▸ **REQUIRED WORK**: Scan the material that follows. Copy every line containing the word "crate".

------ TASK INPUTS ------

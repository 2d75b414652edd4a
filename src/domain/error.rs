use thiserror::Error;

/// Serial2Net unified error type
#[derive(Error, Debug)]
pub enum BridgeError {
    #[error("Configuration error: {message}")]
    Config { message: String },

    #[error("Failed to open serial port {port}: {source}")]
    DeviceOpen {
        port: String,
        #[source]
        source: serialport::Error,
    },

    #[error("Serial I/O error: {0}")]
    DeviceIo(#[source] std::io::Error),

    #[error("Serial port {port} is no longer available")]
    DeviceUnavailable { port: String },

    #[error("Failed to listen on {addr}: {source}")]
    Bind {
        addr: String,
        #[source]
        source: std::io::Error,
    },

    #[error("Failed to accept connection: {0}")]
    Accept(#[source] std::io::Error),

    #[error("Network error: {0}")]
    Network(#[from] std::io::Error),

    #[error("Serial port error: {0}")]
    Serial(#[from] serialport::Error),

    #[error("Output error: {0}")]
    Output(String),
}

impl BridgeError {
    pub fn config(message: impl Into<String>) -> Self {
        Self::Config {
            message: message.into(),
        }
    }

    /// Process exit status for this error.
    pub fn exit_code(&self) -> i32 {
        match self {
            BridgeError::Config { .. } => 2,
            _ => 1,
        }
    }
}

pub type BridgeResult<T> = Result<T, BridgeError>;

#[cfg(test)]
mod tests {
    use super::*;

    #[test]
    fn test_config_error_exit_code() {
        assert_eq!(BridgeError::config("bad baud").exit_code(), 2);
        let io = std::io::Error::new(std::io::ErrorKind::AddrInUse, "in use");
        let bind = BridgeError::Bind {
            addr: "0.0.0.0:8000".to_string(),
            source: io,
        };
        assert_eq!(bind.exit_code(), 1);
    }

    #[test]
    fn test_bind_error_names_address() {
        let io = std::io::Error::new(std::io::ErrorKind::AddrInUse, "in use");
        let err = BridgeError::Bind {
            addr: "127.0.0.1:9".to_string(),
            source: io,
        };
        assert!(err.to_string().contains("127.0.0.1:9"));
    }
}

------
------ TASK INPUTS ------

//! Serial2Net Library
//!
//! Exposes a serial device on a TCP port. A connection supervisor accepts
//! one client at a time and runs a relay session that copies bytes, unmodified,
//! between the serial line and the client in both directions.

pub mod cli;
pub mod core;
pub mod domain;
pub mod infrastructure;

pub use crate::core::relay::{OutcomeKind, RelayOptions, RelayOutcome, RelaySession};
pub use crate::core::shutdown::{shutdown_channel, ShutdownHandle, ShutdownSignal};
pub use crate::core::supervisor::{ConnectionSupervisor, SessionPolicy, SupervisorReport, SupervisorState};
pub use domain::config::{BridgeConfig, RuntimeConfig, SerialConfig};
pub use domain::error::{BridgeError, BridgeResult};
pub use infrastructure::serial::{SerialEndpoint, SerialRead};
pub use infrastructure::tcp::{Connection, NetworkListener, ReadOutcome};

------

▸ **FINISHED EXERCISE**:
pub use crate::core::relay::{OutcomeKind, RelayOptions, RelayOutcome, RelaySession};
pub use crate::core::shutdown::{shutdown_channel, ShutdownHandle, ShutdownSignal};
pub use crate::core::supervisor::{ConnectionSupervisor, SessionPolicy, SupervisorReport, SupervisorState};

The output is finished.